Fig. 1.

Schematic of the PCR-based procedure to engineer thermally stable proteins using yeast display. Dual-loop-inserted GFPM consists of yeast-enhanced GFP with amino acid insertions at 101–102 (black) and 172–173 (dark gray). The chromophore at center of β-barrel is shown in spacefill. Standard GFP structure pdb ID = 1EMA was used for this rendering. A library of yeast cells expressing dual-loop-inserted GFPM proteins on their surface (1) is subjected to thermal denaturation (2).
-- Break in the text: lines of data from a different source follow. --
// ==========================================
// 排班导入系统 - 核心库
// ==========================================
// 技术栈: Rust + SQLite
// 系统定位: 管理后台排班数据导入（解析 → 校验 → 汇总 → 合并）
// ==========================================

// 初始化国际化系统
rust_i18n::i18n!("locales", fallback = "es");

// ==========================================
// 模块声明
// ==========================================

// 领域层 - 实体与类型
pub mod domain;

// 数据仓储层 - 导入历史
pub mod repository;

// 引擎层 - 合并与统计
pub mod engine;

// 导入层 - 外部数据
pub mod importer;

// 配置层 - 系统配置
pub mod config;

// 数据库基础设施（连接初始化/PRAGMA 统一）
pub mod db;

// 日志系统
pub mod logging;

// 国际化
pub mod i18n;

// API 层 - 业务接口
pub mod api;

// 应用层 - 状态组装
pub mod app;

// ==========================================
// 重导出核心类型
// ==========================================

// 领域类型
pub use domain::types::ScheduleStatus;

// 领域实体
pub use domain::{ImportReport, ImportReportExport, Owner, ParsedRow, ScheduleRecord};

// 导入
pub use importer::{ImportAggregator, LineParser, ScheduleImporter, ScheduleImporterImpl};

// 引擎
pub use engine::{DashboardEngine, MergeEngine, MergeOutcome};

// API
pub use api::{DashboardApi, ImportApi};

// ==========================================
// 常量定义
// ==========================================

// 系统版本
pub const VERSION: &str = env!("CARGO_PKG_VERSION");

// 系统名称
pub const APP_NAME: &str = "schedule-sync";
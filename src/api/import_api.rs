// ==========================================
// 排班导入API
// ==========================================
// 职责: 封装排班导入相关功能（导入 → 入历史 → 合并）
// 红线: 合并在负责人集合锁内串行执行，锁内不挂起
// ==========================================

use crate::api::error::{ApiError, ApiResult};
use crate::domain::import::{ImportReport, ImportReportExport};
use crate::domain::owner::Owner;
use crate::engine::merge::{MergeEngine, MergeSummary};
use crate::importer::{FilePayloadSource, ScheduleImporter, ScheduleImporterImpl};
use crate::repository::{ImportReportRepository, ImportReportRepositoryImpl};
use chrono::Utc;
use serde::{Deserialize, Serialize};
use std::sync::{Arc, Mutex};

/// 历史列表单页上限
const MAX_LIST_LIMIT: usize = 100;

/// 导入API响应
#[derive(Debug, Clone, Serialize)]
#[serde(rename_all = "camelCase")]
pub struct ImportApiResponse {
    /// 导入报告（含诊断）
    pub report: ImportReport,
    /// 合并统计
    pub merge: MergeSummary,
}

/// 审计导出响应
#[derive(Debug, Clone, Serialize, Deserialize)]
#[serde(rename_all = "camelCase")]
pub struct ReportExportResponse {
    /// 建议下载文件名: reporte_<来源名>_<毫秒>.json
    pub file_name: String,
    pub document: ImportReportExport,
}

/// 导入API
pub struct ImportApi {
    importer: ScheduleImporterImpl<FilePayloadSource>,
    merge_engine: MergeEngine,
    report_repo: Arc<ImportReportRepositoryImpl>,
    owners: Arc<Mutex<Vec<Owner>>>,
}

impl ImportApi {
    /// 创建新的ImportApi实例
    ///
    /// # 参数
    /// - importer: 排班导入器
    /// - report_repo: 导入历史仓储
    /// - owners: 调用方持有的负责人集合
    pub fn new(
        importer: ScheduleImporterImpl<FilePayloadSource>,
        report_repo: Arc<ImportReportRepositoryImpl>,
        owners: Arc<Mutex<Vec<Owner>>>,
    ) -> Self {
        Self {
            importer,
            merge_engine: MergeEngine::new(),
            report_repo,
            owners,
        }
    }

    /// 导入排班文件
    ///
    /// # 返回
    /// - Ok(ImportApiResponse): 报告 + 合并统计（行级问题在报告诊断中）
    /// - Err(ApiError): 文件获取失败，或历史写入失败
    pub async fn import_file(&self, file_path: &str) -> ApiResult<ImportApiResponse> {
        if file_path.trim().is_empty() {
            return Err(ApiError::InvalidInput("文件路径不能为空".to_string()));
        }

        let report = self.importer.import_from_source(file_path).await?;
        self.commit(report).await
    }

    /// 导入已获取的文本（如前端已读取的文件内容）
    pub async fn import_text(&self, content: &str, source_name: &str) -> ApiResult<ImportApiResponse> {
        let report = self.importer.import_from_text(content, source_name);
        self.commit(report).await
    }

    /// 同步演示数据
    pub async fn import_demo(&self) -> ApiResult<ImportApiResponse> {
        let report = self.importer.import_demo()?;
        self.commit(report).await
    }

    /// 批量导入
    ///
    /// 获取阶段并发；入历史与合并按路径顺序逐个执行
    pub async fn import_files(&self, file_paths: Vec<String>) -> Vec<Result<ImportApiResponse, String>> {
        let results = self.importer.batch_import(file_paths).await;

        let mut responses = Vec::with_capacity(results.len());
        for result in results {
            match result {
                Ok(report) => {
                    let id = report.id().to_string();
                    responses.push(
                        self.commit(report)
                            .await
                            .map_err(|e| format!("报告 {} 提交失败: {}", id, e)),
                    );
                }
                Err(msg) => responses.push(Err(msg)),
            }
        }
        responses
    }

    /// 查询最近导入（新的在前）
    pub async fn list_imports(&self, limit: usize) -> ApiResult<Vec<ImportReport>> {
        let limit = limit.clamp(1, MAX_LIST_LIMIT);
        Ok(self.report_repo.list_recent(limit).await?)
    }

    /// 查询单个报告
    pub async fn get_report(&self, report_id: &str) -> ApiResult<ImportReport> {
        self.report_repo
            .find_by_id(report_id)
            .await?
            .ok_or_else(|| ApiError::NotFound(format!("导入报告不存在: {}", report_id)))
    }

    /// 导出审计文档
    pub async fn export_report(&self, report_id: &str) -> ApiResult<ReportExportResponse> {
        let report = self.get_report(report_id).await?;
        Ok(ReportExportResponse {
            file_name: report.export_file_name(Utc::now()),
            document: report.to_export(),
        })
    }

    // ==========================================
    // 内部: 入历史 → 合并
    // ==========================================

    async fn commit(&self, report: ImportReport) -> ApiResult<ImportApiResponse> {
        // 锁已中毒则合并必然失败，不写历史
        if self.owners.is_poisoned() {
            return Err(ApiError::InternalError(
                "负责人集合锁已中毒，拒绝提交".to_string(),
            ));
        }

        // 先写历史: 写入失败时负责人集合保持不变
        self.report_repo.append(&report).await?;
        let merge = self.merge_into_owners(&report)?;

        tracing::info!(
            report_id = %report.id(),
            source = %report.source_name(),
            success = report.success_count(),
            failed = report.failure_count(),
            appended = merge.appended,
            unmatched = merge.unmatched_records,
            "导入已提交"
        );

        Ok(ImportApiResponse { report, merge })
    }

    fn merge_into_owners(&self, report: &ImportReport) -> ApiResult<MergeSummary> {
        let mut owners = self
            .owners
            .lock()
            .map_err(|e| ApiError::InternalError(format!("负责人集合锁获取失败: {}", e)))?;
        Ok(self.merge_engine.merge_into(&mut owners, report))
    }
}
The nonviable cells are then labeled with anti-c-myc antibody to measure expression, and retention of GFP fluorescence was used to monitor resistance to thermal denaturation (3). Yeast-harboring dual-loop-inserted GFPM mutants that are well expressed and resistant to thermal denaturation are recovered by flow cytometric cell sorting (4). However, the recovered yeast cells are dead and cannot be amplified by regrowth at 30°C as in traditional yeast display screens (5). Instead, plasmid DNA is recovered from the pool of sorted cells by yeast miniprep (6) and used as template for PCR-based amplification of the open reading frames of the dual-loop-inserted GFPM fragments (7). These recovered open reading frames are then used in a homologous recombination reaction to reconstruct a library enriched in thermally stable variants (8). The process is then repeated until the resultant pool is substantially enriched in dual-loop-inserted GFPM fragments that retain fluorescence after thermal denaturation.